The records:
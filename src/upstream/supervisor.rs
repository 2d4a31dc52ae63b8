//! Fleet supervision across all configured upstream servers.
//!
//! The supervisor owns every `UpstreamSession` and fans lifecycle
//! operations out in parallel. Partial startup is normal: one server
//! failing never takes the others down.

use std::collections::HashMap;
use std::sync::Arc;
use std::time::Duration;

use crate::config::UpstreamServerConfig;

use super::errors::UpstreamError;
use super::session::{SessionState, UpstreamSession};

/// Bound on `stop_all`; transports are forcibly dropped afterwards.
const STOP_ALL_GRACE: Duration = Duration::from_secs(10);

// ─── Supervisor ──────────────────────────────────────────────────────────────

/// Owns one session per configured server, enabled or not.
///
/// Disabled servers stay visible to lookups so callers get a precise
/// `disabled` answer instead of `unknown server`.
pub struct Supervisor {
    sessions: HashMap<String, Arc<UpstreamSession>>,
    /// Config order, for stable listings.
    order: Vec<String>,
}

impl std::fmt::Debug for Supervisor {
    fn fmt(&self, f: &mut std::fmt::Formatter<'_>) -> std::fmt::Result {
        f.debug_struct("Supervisor")
            .field("order", &self.order)
            .finish()
    }
}

impl Supervisor {
    /// Build sessions from validated config entries.
    ///
    /// Duplicate names are rejected: the server name is the routing key.
    pub fn from_configs(configs: Vec<UpstreamServerConfig>) -> Result<Self, UpstreamError> {
        let mut sessions = HashMap::new();
        let mut order = Vec::new();

        for config in configs {
            config.validate().map_err(|e| {
                let reason = match e {
                    crate::config::ConfigError::InvalidServer { reason, .. } => reason,
                    other => other.to_string(),
                };
                UpstreamError::ConfigInvalid {
                    server: config.name.clone(),
                    reason,
                }
            })?;

            let name = config.name.clone();
            if sessions.contains_key(&name) {
                return Err(UpstreamError::ConfigInvalid {
                    server: name.clone(),
                    reason: "duplicate server name".to_string(),
                });
            }

            order.push(name.clone());
            sessions.insert(name, Arc::new(UpstreamSession::new(config)));
        }

        Ok(Self { sessions, order })
    }

    // ─── Lifecycle ───────────────────────────────────────────────────────

    /// Start all enabled sessions in parallel.
    ///
    /// Returns `(started, total_enabled)`. Never fatal — failed sessions
    /// are logged by the session itself and left in `Failed`.
    pub async fn start_all(&self) -> (usize, usize) {
        let enabled: Vec<Arc<UpstreamSession>> = self
            .order
            .iter()
            .filter_map(|name| self.sessions.get(name))
            .filter(|s| s.is_enabled())
            .cloned()
            .collect();

        let total = enabled.len();

        let handles: Vec<_> = enabled
            .into_iter()
            .map(|session| tokio::spawn(async move { session.start().await }))
            .collect();

        let mut started = 0;
        for handle in handles {
            if matches!(handle.await, Ok(true)) {
                started += 1;
            }
        }

        tracing::info!(started, total, "upstream session startup complete");
        (started, total)
    }

    /// Stop every session, bounded by a grace period.
    pub async fn stop_all(&self) {
        let handles: Vec<_> = self
            .sessions
            .values()
            .cloned()
            .map(|session| tokio::spawn(async move { session.stop().await }))
            .collect();

        let shutdown = async {
            for handle in handles {
                let _ = handle.await;
            }
        };

        if tokio::time::timeout(STOP_ALL_GRACE, shutdown).await.is_err() {
            tracing::warn!(
                grace_secs = STOP_ALL_GRACE.as_secs(),
                "shutdown grace period elapsed, abandoning remaining sessions"
            );
        }

        tracing::info!("upstream sessions stopped");
    }

    /// Trigger tool re-discovery on every running session.
    pub async fn refresh_all_tools(&self) {
        let running = self.running();
        let handles: Vec<_> = running
            .into_iter()
            .map(|session| {
                tokio::spawn(async move {
                    if let Err(e) = session.refresh_tools().await {
                        tracing::warn!(
                            server = %e.server(),
                            error = %e,
                            "tool refresh failed for session"
                        );
                    }
                })
            })
            .collect();

        for handle in handles {
            let _ = handle.await;
        }
    }

    // ─── Lookup ──────────────────────────────────────────────────────────

    /// Exact-name lookup.
    pub fn get(&self, name: &str) -> Option<Arc<UpstreamSession>> {
        self.sessions.get(name).cloned()
    }

    /// Case-insensitive lookup, preferring an exact match.
    pub fn get_ci(&self, name: &str) -> Option<Arc<UpstreamSession>> {
        if let Some(session) = self.sessions.get(name) {
            return Some(session.clone());
        }
        self.sessions
            .iter()
            .find(|(key, _)| key.eq_ignore_ascii_case(name))
            .map(|(_, session)| session.clone())
    }

    /// Sessions currently in `Running`, in config order.
    pub fn running(&self) -> Vec<Arc<UpstreamSession>> {
        self.order
            .iter()
            .filter_map(|name| self.sessions.get(name))
            .filter(|s| s.state() == SessionState::Running)
            .cloned()
            .collect()
    }

    /// All sessions in config order.
    pub fn all(&self) -> Vec<Arc<UpstreamSession>> {
        self.order
            .iter()
            .filter_map(|name| self.sessions.get(name))
            .cloned()
            .collect()
    }

    /// Number of running sessions.
    pub fn running_count(&self) -> usize {
        self.running().len()
    }

    /// Names of all running sessions.
    pub fn running_names(&self) -> Vec<String> {
        self.running()
            .iter()
            .map(|s| s.name().to_string())
            .collect()
    }

    // ─── Test support ────────────────────────────────────────────────────

    /// Build a supervisor over pre-constructed sessions.
    #[cfg(test)]
    pub(crate) fn from_sessions(sessions: Vec<Arc<UpstreamSession>>) -> Self {
        let order: Vec<String> = sessions.iter().map(|s| s.name().to_string()).collect();
        let map = sessions
            .into_iter()
            .map(|s| (s.name().to_string(), s))
            .collect();
        Self {
            sessions: map,
            order,
        }
    }
}

// ─── Tests ───────────────────────────────────────────────────────────────────

#[cfg(test)]
mod tests {
    use super::*;
    use crate::config::TransportKind;
    use crate::upstream::types::{RawToolDefinition, ToolDescriptor};

    fn config(name: &str, enabled: bool) -> UpstreamServerConfig {
        UpstreamServerConfig {
            name: name.to_string(),
            description: String::new(),
            transport: TransportKind::Stdio,
            command: Some("true".to_string()),
            args: Vec::new(),
            env: Default::default(),
            work_dir: None,
            url: None,
            enabled,
            tools: Vec::new(),
        }
    }

    fn running_session(name: &str, tool_names: &[&str]) -> Arc<UpstreamSession> {
        let tools = tool_names
            .iter()
            .map(|t| {
                ToolDescriptor::from_raw(RawToolDefinition {
                    name: t.to_string(),
                    description: format!("does {t}"),
                    input_schema: serde_json::json!({}),
                })
            })
            .collect();
        Arc::new(UpstreamSession::with_discovered_tools(
            config(name, true),
            tools,
        ))
    }

    #[test]
    fn test_from_configs_rejects_duplicates() {
        let err =
            Supervisor::from_configs(vec![config("a", true), config("a", true)]).unwrap_err();
        assert!(err.to_string().contains("duplicate"));
    }

    #[test]
    fn test_from_configs_rejects_invalid() {
        let mut bad = config("a", true);
        bad.command = None;
        let err = Supervisor::from_configs(vec![bad]).unwrap_err();
        assert!(matches!(err, UpstreamError::ConfigInvalid { .. }));
    }

    #[test]
    fn test_get_exact_and_ci() {
        let supervisor = Supervisor::from_sessions(vec![running_session("Serena", &["t"])]);
        assert!(supervisor.get("Serena").is_some());
        assert!(supervisor.get("serena").is_none());
        assert!(supervisor.get_ci("serena").is_some());
        assert!(supervisor.get_ci("SERENA").is_some());
        assert!(supervisor.get_ci("missing").is_none());
    }

    #[test]
    fn test_running_preserves_config_order() {
        let supervisor = Supervisor::from_sessions(vec![
            running_session("zeta", &["t1"]),
            running_session("alpha", &["t2"]),
        ]);
        let names = supervisor.running_names();
        assert_eq!(names, vec!["zeta", "alpha"]);
    }

    #[test]
    fn test_disabled_sessions_visible_but_not_running() {
        let disabled = Arc::new(UpstreamSession::new(config("off", false)));
        let supervisor = Supervisor::from_sessions(vec![disabled]);
        assert!(supervisor.get("off").is_some());
        assert_eq!(supervisor.running_count(), 0);
    }

    #[tokio::test]
    async fn test_start_all_with_no_enabled_sessions() {
        let supervisor = Supervisor::from_configs(vec![config("a", false)]).unwrap();
        let (started, total) = supervisor.start_all().await;
        assert_eq!(started, 0);
        assert_eq!(total, 0);
    }

    #[tokio::test]
    async fn test_start_all_survives_failures() {
        let mut bad = config("bad", true);
        bad.command = Some("/nonexistent/binary".to_string());
        let supervisor = Supervisor::from_configs(vec![bad]).unwrap();

        let (started, total) = supervisor.start_all().await;
        assert_eq!(started, 0);
        assert_eq!(total, 1);
        assert_eq!(
            supervisor.get("bad").unwrap().state(),
            SessionState::Failed
        );
    }

    #[tokio::test]
    async fn test_stop_all_is_idempotent() {
        let supervisor =
            Supervisor::from_sessions(vec![running_session("a", &["t"])]);
        supervisor.stop_all().await;
        assert_eq!(supervisor.running_count(), 0);
        supervisor.stop_all().await;
    }
}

Required work:
Read the entries above and find each line holding the word "description". Copy it out.

Written answer:
            description: String::new(),
                    description: format!("does {t}"),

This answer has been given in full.